Extracted records START
// Storage layer: folders under the storage root and public URLs for them

pub mod local;

pub use local::*;

use percent_encoding::{utf8_percent_encode, AsciiSet, NON_ALPHANUMERIC};

use crate::config::UploadConfig;

/// Characters left alone by RFC 3986 path-segment encoding.
const PATH_SEGMENT: &AsciiSet = &NON_ALPHANUMERIC
    .remove(b'-')
    .remove(b'_')
    .remove(b'.')
    .remove(b'~');

/// Build `<base url><asset root>/<folder>/<filename>` with both path
/// segments percent-encoded.
pub fn public_url(config: &UploadConfig, folder: &str, filename: &str) -> String {
    format!(
        "{}{}/{}/{}",
        config.base_url.trim_end_matches('/'),
        config.asset_root_web,
        utf8_percent_encode(folder, PATH_SEGMENT),
        utf8_percent_encode(filename, PATH_SEGMENT),
    )
}

#[cfg(test)]
mod tests {
    use super::*;

    #[test]
    fn test_public_url() {
        let mut config = UploadConfig::new("/srv/ezassets", "t");
        config.base_url = "https://file.example.com/".to_string();

        assert_eq!(
            public_url(&config, "team-a", "0123456789abcdef.png"),
            "https://file.example.com/ezassets/team-a/0123456789abcdef.png"
        );
    }

    #[test]
    fn test_public_url_encodes_segments() {
        let config = UploadConfig::new("/srv/ezassets", "t");
        assert_eq!(
            public_url(&config, "a b", "c/d~e.png"),
            "http://localhost:3000/ezassets/a%20b/c%2Fd~e.png"
        );
    }
}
Extracted records END
Task goal
The answer must be an exact copy of every record above.

Written response
// Storage layer: folders under the storage root and public URLs for them

pub mod local;

pub use local::*;

use percent_encoding::{utf8_percent_encode, AsciiSet, NON_ALPHANUMERIC};

use crate::config::UploadConfig;

/// Characters left alone by RFC 3986 path-segment encoding.
const PATH_SEGMENT: &AsciiSet = &NON_ALPHANUMERIC
    .remove(b'-')
    .remove(b'_')
    .remove(b'.')
    .remove(b'~');

/// Build `<base url><asset root>/<folder>/<filename>` with both path
/// segments percent-encoded.
pub fn public_url(config: &UploadConfig, folder: &str, filename: &str) -> String {
    format!(
        "{}{}/{}/{}",
        config.base_url.trim_end_matches('/'),
        config.asset_root_web,
        utf8_percent_encode(folder, PATH_SEGMENT),
        utf8_percent_encode(filename, PATH_SEGMENT),
    )
}

#[cfg(test)]
mod tests {
    use super::*;

    #[test]
    fn test_public_url() {
        let mut config = UploadConfig::new("/srv/ezassets", "t");
        config.base_url = "https://file.example.com/".to_string();

        assert_eq!(
            public_url(&config, "team-a", "0123456789abcdef.png"),
            "https://file.example.com/ezassets/team-a/0123456789abcdef.png"
        );
    }

    #[test]
    fn test_public_url_encodes_segments() {
        let config = UploadConfig::new("/srv/ezassets", "t");
        assert_eq!(
            public_url(&config, "a b", "c/d~e.png"),
            "http://localhost:3000/ezassets/a%20b/c%2Fd~e.png"
        );
    }
}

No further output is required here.